Directions:
Copy, from the data below, each line that has the word "values".

Dataset entries:
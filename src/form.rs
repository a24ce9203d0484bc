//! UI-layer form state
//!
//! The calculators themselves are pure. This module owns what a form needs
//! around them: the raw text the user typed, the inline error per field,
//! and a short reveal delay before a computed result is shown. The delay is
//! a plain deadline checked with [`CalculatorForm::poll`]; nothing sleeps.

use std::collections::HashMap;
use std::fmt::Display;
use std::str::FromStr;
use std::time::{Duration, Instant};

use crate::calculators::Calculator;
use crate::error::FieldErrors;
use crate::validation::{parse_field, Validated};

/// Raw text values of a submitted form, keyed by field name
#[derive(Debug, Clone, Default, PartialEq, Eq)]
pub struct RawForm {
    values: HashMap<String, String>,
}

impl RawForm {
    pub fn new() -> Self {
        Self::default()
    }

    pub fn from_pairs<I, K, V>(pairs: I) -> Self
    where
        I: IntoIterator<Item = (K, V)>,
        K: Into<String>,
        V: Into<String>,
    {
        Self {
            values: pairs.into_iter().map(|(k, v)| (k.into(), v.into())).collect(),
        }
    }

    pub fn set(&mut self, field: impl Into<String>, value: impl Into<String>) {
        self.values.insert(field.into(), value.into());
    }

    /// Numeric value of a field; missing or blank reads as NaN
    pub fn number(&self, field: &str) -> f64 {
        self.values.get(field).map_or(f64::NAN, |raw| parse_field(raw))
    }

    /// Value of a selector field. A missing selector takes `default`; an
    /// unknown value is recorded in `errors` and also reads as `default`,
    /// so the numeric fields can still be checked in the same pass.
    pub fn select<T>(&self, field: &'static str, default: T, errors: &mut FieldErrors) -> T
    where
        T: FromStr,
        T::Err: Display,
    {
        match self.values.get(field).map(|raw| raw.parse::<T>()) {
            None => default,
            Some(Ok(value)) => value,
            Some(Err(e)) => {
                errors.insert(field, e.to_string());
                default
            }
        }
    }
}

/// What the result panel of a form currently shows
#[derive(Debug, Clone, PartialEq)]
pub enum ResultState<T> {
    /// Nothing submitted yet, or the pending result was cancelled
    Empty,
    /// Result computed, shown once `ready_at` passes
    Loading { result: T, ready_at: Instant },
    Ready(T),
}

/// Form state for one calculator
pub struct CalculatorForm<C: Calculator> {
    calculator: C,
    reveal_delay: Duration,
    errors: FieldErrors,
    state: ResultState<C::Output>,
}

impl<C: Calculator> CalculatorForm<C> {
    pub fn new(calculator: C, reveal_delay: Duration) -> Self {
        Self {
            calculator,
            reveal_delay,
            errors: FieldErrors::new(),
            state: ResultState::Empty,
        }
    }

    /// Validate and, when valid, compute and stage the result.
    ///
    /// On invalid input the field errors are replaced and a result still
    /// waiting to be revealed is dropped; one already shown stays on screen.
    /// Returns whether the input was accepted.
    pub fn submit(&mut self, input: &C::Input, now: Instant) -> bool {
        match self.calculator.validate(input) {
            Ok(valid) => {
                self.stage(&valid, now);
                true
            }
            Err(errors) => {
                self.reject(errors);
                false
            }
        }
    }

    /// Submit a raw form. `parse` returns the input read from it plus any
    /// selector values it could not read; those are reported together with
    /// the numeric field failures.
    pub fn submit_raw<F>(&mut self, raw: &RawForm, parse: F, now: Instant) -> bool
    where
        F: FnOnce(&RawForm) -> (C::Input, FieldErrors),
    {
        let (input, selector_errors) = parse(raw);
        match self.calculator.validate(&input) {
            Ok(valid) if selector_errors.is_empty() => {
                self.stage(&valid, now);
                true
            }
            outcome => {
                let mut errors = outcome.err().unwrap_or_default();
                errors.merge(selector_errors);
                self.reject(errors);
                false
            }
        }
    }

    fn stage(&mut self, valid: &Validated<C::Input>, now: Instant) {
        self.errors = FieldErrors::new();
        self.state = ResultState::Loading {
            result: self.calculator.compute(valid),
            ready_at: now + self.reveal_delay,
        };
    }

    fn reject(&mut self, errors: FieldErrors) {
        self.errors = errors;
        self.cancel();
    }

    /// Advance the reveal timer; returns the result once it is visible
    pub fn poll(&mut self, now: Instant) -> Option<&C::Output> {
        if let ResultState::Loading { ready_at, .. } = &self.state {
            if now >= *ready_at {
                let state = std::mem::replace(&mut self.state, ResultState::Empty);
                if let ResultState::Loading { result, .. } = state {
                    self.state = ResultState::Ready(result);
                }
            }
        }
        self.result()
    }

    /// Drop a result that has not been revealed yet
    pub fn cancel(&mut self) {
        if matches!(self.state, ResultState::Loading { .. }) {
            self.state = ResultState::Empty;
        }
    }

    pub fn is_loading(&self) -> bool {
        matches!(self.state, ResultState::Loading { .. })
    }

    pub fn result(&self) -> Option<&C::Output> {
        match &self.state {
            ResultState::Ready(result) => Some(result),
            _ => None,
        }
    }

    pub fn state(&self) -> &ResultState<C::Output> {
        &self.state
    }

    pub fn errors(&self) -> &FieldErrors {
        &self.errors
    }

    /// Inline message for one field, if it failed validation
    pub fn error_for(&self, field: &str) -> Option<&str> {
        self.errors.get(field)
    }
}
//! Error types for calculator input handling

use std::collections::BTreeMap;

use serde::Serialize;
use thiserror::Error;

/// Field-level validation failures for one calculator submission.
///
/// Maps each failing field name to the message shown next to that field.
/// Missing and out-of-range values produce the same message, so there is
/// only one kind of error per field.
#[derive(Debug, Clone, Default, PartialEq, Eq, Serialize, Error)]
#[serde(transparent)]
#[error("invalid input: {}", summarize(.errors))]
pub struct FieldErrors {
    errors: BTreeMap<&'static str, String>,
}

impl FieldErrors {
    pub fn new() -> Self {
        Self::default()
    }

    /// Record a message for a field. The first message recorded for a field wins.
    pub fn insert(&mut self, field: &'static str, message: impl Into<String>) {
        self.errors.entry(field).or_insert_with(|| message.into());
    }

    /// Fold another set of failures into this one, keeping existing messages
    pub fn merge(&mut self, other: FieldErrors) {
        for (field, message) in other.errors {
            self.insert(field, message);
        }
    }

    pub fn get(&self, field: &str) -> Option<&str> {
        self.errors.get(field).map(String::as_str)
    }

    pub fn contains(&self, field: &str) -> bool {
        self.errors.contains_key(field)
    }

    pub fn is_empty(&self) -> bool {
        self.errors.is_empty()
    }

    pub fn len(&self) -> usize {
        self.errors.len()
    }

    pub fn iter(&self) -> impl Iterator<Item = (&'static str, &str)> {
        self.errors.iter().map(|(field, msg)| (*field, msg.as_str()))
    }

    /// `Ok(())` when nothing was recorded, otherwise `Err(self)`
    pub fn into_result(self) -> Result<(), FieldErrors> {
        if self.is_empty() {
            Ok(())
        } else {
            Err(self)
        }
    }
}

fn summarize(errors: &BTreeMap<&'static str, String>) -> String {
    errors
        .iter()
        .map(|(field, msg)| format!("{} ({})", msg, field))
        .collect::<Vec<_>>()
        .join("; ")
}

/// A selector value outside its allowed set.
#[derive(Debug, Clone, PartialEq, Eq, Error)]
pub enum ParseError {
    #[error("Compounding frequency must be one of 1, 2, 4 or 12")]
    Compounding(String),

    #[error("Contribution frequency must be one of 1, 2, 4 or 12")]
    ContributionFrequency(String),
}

The completed task:
/// Raw text values of a submitted form, keyed by field name
    values: HashMap<String, String>,
            values: pairs.into_iter().map(|(k, v)| (k.into(), v.into())).collect(),
        self.values.insert(field.into(), value.into());
        self.values.get(field).map_or(f64::NAN, |raw| parse_field(raw))
        match self.values.get(field).map(|raw| raw.parse::<T>()) {
    /// selector values it could not read; those are reported together with
/// Missing and out-of-range values produce the same message, so there is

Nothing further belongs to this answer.